> **EXERCISE REQUIREMENTS**
Each line of the data that includes the string "searched" is to be copied out.

> **MATERIAL SUPPLIED**
-- Opening Marker --
//! Error types for the InsightDeck core library.
//!
//! Uses `thiserror` for public API error types with structured error variants
//! covering LLM, data loading, chart, report, configuration, and pipeline domains.

use std::path::PathBuf;

use crate::pipeline::Stage;

/// Top-level error type for the InsightDeck core library.
#[derive(Debug, thiserror::Error)]
pub enum InsightDeckError {
    #[error("LLM error: {0}")]
    Llm(#[from] LlmError),

    #[error("Data error: {0}")]
    Data(#[from] DataError),

    #[error("Chart error: {0}")]
    Chart(#[from] ChartError),

    #[error("Report error: {0}")]
    Report(#[from] ReportError),

    #[error("Configuration error: {0}")]
    Config(#[from] ConfigError),

    #[error("{stage} stage failed: {source}")]
    Stage {
        stage: Stage,
        #[source]
        source: Box<InsightDeckError>,
    },

    #[error("IO error: {0}")]
    Io(#[from] std::io::Error),

    #[error("Serialization error: {0}")]
    Serialization(#[from] serde_json::Error),
}

impl InsightDeckError {
    /// Wrap an error with the pipeline stage it escaped from.
    pub fn in_stage(self, stage: Stage) -> Self {
        match self {
            already @ InsightDeckError::Stage { .. } => already,
            other => InsightDeckError::Stage {
                stage,
                source: Box::new(other),
            },
        }
    }
}

/// Errors from LLM provider interactions.
#[derive(Debug, thiserror::Error)]
pub enum LlmError {
    #[error("API request failed: {message}")]
    ApiRequest { message: String },

    #[error("API response parse error: {message}")]
    ResponseParse { message: String },

    #[error("Authentication failed for provider {provider}")]
    AuthFailed { provider: String },

    #[error("Rate limited by provider, retry after {retry_after_secs}s")]
    RateLimited { retry_after_secs: u64 },

    #[error("Request timed out after {timeout_secs}s")]
    Timeout { timeout_secs: u64 },

    #[error("Provider connection failed: {message}")]
    Connection { message: String },
}

/// Errors from loading and profiling tabular input.
#[derive(Debug, thiserror::Error)]
pub enum DataError {
    #[error("Unsupported file extension: {}", .path.display())]
    UnsupportedExtension { path: PathBuf },

    #[error("Failed to read {}: {message}", .path.display())]
    Read { path: PathBuf, message: String },

    #[error("Workbook error: {message}")]
    Workbook { message: String },

    #[error("Sheet '{sheet}' has no header row")]
    EmptySheet { sheet: String },

    #[error("Polars error: {0}")]
    Polars(#[from] polars::error::PolarsError),
}

/// Errors from chart planning and chart materialization.
#[derive(Debug, thiserror::Error)]
pub enum ChartError {
    #[error("Chart plan could not be parsed: {message}")]
    PlanParse { message: String },

    #[error("Chart '{chart}' references unknown column '{column}'")]
    UnknownColumn { chart: String, column: String },

    #[error("Chart '{chart}' needs a numeric column, '{column}' is not numeric")]
    NonNumericColumn { chart: String, column: String },

    #[error("Chart '{chart}' needs a {axis} column")]
    MissingAxis { chart: String, axis: String },

    #[error("Chart '{chart}' has no plottable data")]
    NoData { chart: String },

    #[error("Chart '{chart}' failed to draw: {message}")]
    Draw { chart: String, message: String },
}

/// Errors from PDF report assembly.
#[derive(Debug, thiserror::Error)]
pub enum ReportError {
    #[error("No usable font family ({families}) found in: {searched}")]
    FontsUnavailable { families: String, searched: String },

    #[error("Image conversion failed: {message}")]
    Image { message: String },

    #[error("Failed to render PDF {}: {message}", .path.display())]
    Render { path: PathBuf, message: String },
}

/// Errors from the configuration system.
#[derive(Debug, thiserror::Error)]
pub enum ConfigError {
    #[error("Invalid configuration: {message}")]
    Invalid { message: String },

    #[error("Environment variable not set: {var}")]
    EnvVarMissing { var: String },

    #[error("Configuration parse error: {message}")]
    ParseError { message: String },
}

/// A type alias for results using the top-level `InsightDeckError`.
pub type Result<T> = std::result::Result<T, InsightDeckError>;

#[cfg(test)]
mod tests {
    use super::*;

    #[test]
    fn test_error_display_llm() {
        let err = InsightDeckError::Llm(LlmError::ApiRequest {
            message: "connection refused".into(),
        });
        assert_eq!(
            err.to_string(),
            "LLM error: API request failed: connection refused"
        );
    }

    #[test]
    fn test_error_display_chart_plan() {
        let err = InsightDeckError::Chart(ChartError::PlanParse {
            message: "expected value at line 1".into(),
        });
        assert_eq!(
            err.to_string(),
            "Chart error: Chart plan could not be parsed: expected value at line 1"
        );
    }

    #[test]
    fn test_stage_wrapping_names_stage() {
        let err = InsightDeckError::Chart(ChartError::PlanParse {
            message: "bad".into(),
        })
        .in_stage(Stage::Charts);
        assert!(err.to_string().starts_with("plan-charts stage failed"));
    }

    #[test]
    fn test_stage_wrapping_is_idempotent() {
        let err = InsightDeckError::Io(std::io::Error::other("disk"))
            .in_stage(Stage::Extract)
            .in_stage(Stage::Report);
        match err {
            InsightDeckError::Stage { stage, .. } => assert_eq!(stage, Stage::Extract),
            other => panic!("Expected Stage, got {other:?}"),
        }
    }

    #[test]
    fn test_error_from_io() {
        let io_err = std::io::Error::new(std::io::ErrorKind::NotFound, "file not found");
        let err: InsightDeckError = io_err.into();
        assert!(matches!(err, InsightDeckError::Io(_)));
    }

    #[test]
    fn test_unsupported_extension_display() {
        let err = DataError::UnsupportedExtension {
            path: PathBuf::from("notes.txt"),
        };
        assert_eq!(err.to_string(), "Unsupported file extension: notes.txt");
    }
}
-- Closing Marker --
> **SOLVED EXERCISE**
    #[error("No usable font family ({families}) found in: {searched}")]
    FontsUnavailable { families: String, searched: String },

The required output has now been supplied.